В предисловии к книге ее редактор Елена Ознобкина характеризует этот труд как “первое феминистское исследование российской женской тюрьмы”. Феминистское в том смысле, что автор помещает в центр внимания феномен именно женской тюрьмы и женской преступности, то есть гендерные аспекты проблемы.
Что порождает женскую преступность? Как складывается структура социальных взаимодействий в женских тюрьмах и колониях? В чем особая жестокость женской тюрьмы? Почему шансы на социальную реабилитацию женщин, прошедших через российскую женскую тюрьму, так проблематичны? Людмила Альперн ищет ответы на эти вопросы, опираясь и на литературные данные, но прежде всего на собственный опыт работы и исследования жизни и быта женщин-заключенных. И не только в России, но и в других странах — в Норвегии, Польше, Франции, США.

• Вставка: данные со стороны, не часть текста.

/// A 2-3 tree whose leaves form a sorted doubly-linked list
///
/// Items must implement [`Keyed`]; all ordering, lookup, and duplicate
/// detection go through the key the item exposes. Separator keys in
/// interior nodes are clones of item keys and are used only for routing.
#[derive(Debug)]
pub struct TwoThreeTree<I: Keyed> {
    nodes: SlotMap<NodeKey, Node<I::Key, I>>,
    root: Option<NodeKey>,
    /// First leaf in key order
    smallest: Option<NodeKey>,
    /// Last leaf in key order
    largest: Option<NodeKey>,
    cursor: Option<NodeKey>,
    /// The leaf before the cursor; meaningful when the cursor is nil to
    /// distinguish the before and after states
    prev: Option<NodeKey>,
    len: usize,
}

Только в одной женской колонии строгого режима (в Орловской области) за последние пять лет Альперн побывала 30 раз — как она выразилась, “сроднилась с нею, полюбила ее осужденных и сотрудников”.
Заслуживает внимания жизненная история самой Людмилы Альперн. Несмотря на то что еще со времен студенчества над ней нависала тень ГУЛАГа, ее жизнь сложилась счастливо втройне. Во-первых, у нее семья и уже взрослый сын; во-вторых, любимое дело, судьба, которую она выбрала сама еще тридцать лет назад; а в-третьих, хотя как участник правозащитного движения рисковала она предельно, но прошла по самому краю — и повезло, осталась на свободе. Я хорошо помню времена, которые она даже не описывает, а лишь упоминает, говоря “я без труда представляю себя заключенной”. Это семидесятые годы: подъем правозащитного движения — и его разгром. Так что процитированные выше слова о симпатии к сотрудникам колонии в устах автора дорогого стоят.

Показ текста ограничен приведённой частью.